POLITICIANS mentioned God in two side questions as they recently tackled in separate forums the issues of capital punishment and President Duterte’s successor:
 Was God wrongfully meted the death penalty?
 Does God choose the next President of the Philippines?
At the start of Senate debate on the proposed revival of the death penalty, Minority Floor Leader Franklin Drilon Wednesday (Aug. 7) said judges and justices who will impose the capital punishment can commit mistakes. Only one in man’s history can claim infallibility, Drilon said, and yet “Jesus was a victim of wrongful execution.” Pacquiao disagreed, saying Jesus sacrificed himself at the cross to save the lives of people.
Pastor Apollo Quiboloy, founder and leader of the “Kingdom of Jesus Christ” religious group based in Davao City, said Friday (Aug. 2) Mayor Sara Duterte-Carpio “has been chosen by God” to be the next President of the country. The presidency is “a gift from God. It is God who determines it,” Quiboloy said. The President’s daughter replied: “Before I think about that, I should ask God first if this is for me.” She will seek wisdom to make the right decision, she said.
Dragging God into the political arena, or, to be precise, using Him to argue for a position or reinforce a politician’s stand on a public issue, is old strategy.
God’s name is a convenient tool, a favorite of nobles and scoundrels alike. But in the two incidents last week, which raised the concerns of senator-boxer Pacquiao and Mayor Sara, invoking the deity was irresistible because of the subject involved.
No death-penalty debate at a beer pub or on the Senate floor can erupt without citing God’s injunction against the taking of human life (“Thou shalt not kill”).
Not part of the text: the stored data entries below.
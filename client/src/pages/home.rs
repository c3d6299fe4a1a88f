//! Authenticated landing page.
//!
//! SYSTEM CONTEXT
//! ==============
//! Target of the post-login/signup redirect. Anonymous visitors are sent to
//! `/login` once the session lookup settles.

use leptos::prelude::*;
use leptos_router::hooks::use_navigate;

use crate::components::auth_layout::AuthLayout;
use crate::state::auth::AuthState;
use crate::util::auth::install_unauth_redirect;

#[component]
pub fn HomePage() -> impl IntoView {
    let auth = expect_context::<RwSignal<AuthState>>();
    install_unauth_redirect(auth, use_navigate());

    let display_name = move || {
        auth.get()
            .user
            .map(|user| user.full_name)
            .unwrap_or_default()
    };

    let on_logout = move |_| {
        #[cfg(feature = "hydrate")]
        leptos::task::spawn_local(async move {
            crate::net::api::logout().await;
            auth.update(|a| a.settle(None));
        });
    };

    view! {
        <AuthLayout>
            <div class="w-full flex-1 space-y-6">
                <Show
                    when=move || !auth.get().loading
                    fallback=|| view! { <span class="loading loading-spinner loading-md"></span> }
                >
                    <h2 class="text-3xl font-bold text-white mb-2">
                        "Welcome, " {display_name}
                    </h2>
                    <p class="text-gray-300">"You're signed in."</p>
                    <button
                        type="button"
                        class="btn btn-outline w-full text-white border-white/20"
                        on:click=on_logout
                    >
                        "Log out"
                    </button>
                </Show>
            </div>
        </AuthLayout>
    }
}
//! Shared auth route guards.
//!
//! SYSTEM CONTEXT
//! ==============
//! Protected routes bounce anonymous users to `/login`; the login and signup
//! pages bounce signed-in users to `/`. Neither fires until the initial
//! session lookup has settled.

#[cfg(test)]
#[path = "auth_test.rs"]
mod auth_test;

use leptos::prelude::*;
use leptos_router::NavigateOptions;

use crate::state::auth::AuthState;

pub const LOGIN_PATH: &str = "/login";
pub const SIGNUP_PATH: &str = "/signup";
pub const HOME_PATH: &str = "/";

/// True when a protected route should send the visitor to `/login`.
pub fn should_redirect_unauth(state: &AuthState) -> bool {
    !state.loading && state.user.is_none()
}

/// True when a login/signup route should send the visitor home.
pub fn should_redirect_authed(state: &AuthState) -> bool {
    !state.loading && state.user.is_some()
}

/// Redirect to `/login` whenever auth has loaded and no user is present.
pub fn install_unauth_redirect<F>(auth: RwSignal<AuthState>, navigate: F)
where
    F: Fn(&str, NavigateOptions) + Clone + 'static,
{
    Effect::new(move || {
        if should_redirect_unauth(&auth.get()) {
            navigate(LOGIN_PATH, NavigateOptions::default());
        }
    });
}

/// Redirect to `/` as soon as a user is present (after login or signup, or
/// when an existing session opens the auth pages).
pub fn install_authed_redirect<F>(auth: RwSignal<AuthState>, navigate: F)
where
    F: Fn(&str, NavigateOptions) + Clone + 'static,
{
    Effect::new(move || {
        if should_redirect_authed(&auth.get()) {
            navigate(HOME_PATH, NavigateOptions { replace: true, ..NavigateOptions::default() });
        }
    });
}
And the highest office of the land is filled not by the electorate but by God: a mantra in this Catholic country, which past aspirants used in rationalizing their loss: “God didn’t mean me to be President.”
Quiboloy said the same thing when asked in his streaming video program “Give Us This Day”: “It is God who determines it, you don’t aspire for it... Those who aspired for it, where are they now?”
What Quiboloy sees
Mayor Sara set herself a deadline to announce her decision about seeking the office: January 2021. Quiboloy though claimed God had already shown him a glimpse of what was to come: “drastic changes” in her life.
Quiboloy predicted Rodrigo Duterte’s victory in 2016, echoing late pre-election surveys. But in 2010, when the pastor was emphatic that Gilbert Teodoro, despite poor poll ratings, would be the next President, “God’s-choice” Gibo finished fourth in the race.
This time, Mayor Sara is being more prudent by opting to get the word directly from God, not just from the supposed “appointed son of God.”
Flawed justice system
Whether judges or justices cannot err in imposing the death penalty, the fact is the justice system is flawed. Not debatable; what remains arguable is the wisdom of meting out death in such a seriously defective structure.
Drilon, Pacquiao or any other legislator knows the rich and powerful can get away with a heinous crime, but the poor gets to hang. Inevitably, those who will be judicially killed are mostly those who cannot hire good lawyers or buy the court fixers.
Drilon didn’t have to cite Jesus’s crucifixion. Apparently, he just couldn’t resist throwing in God for his argument against Pacquiao, who himself spews out the holy name every chance he gets.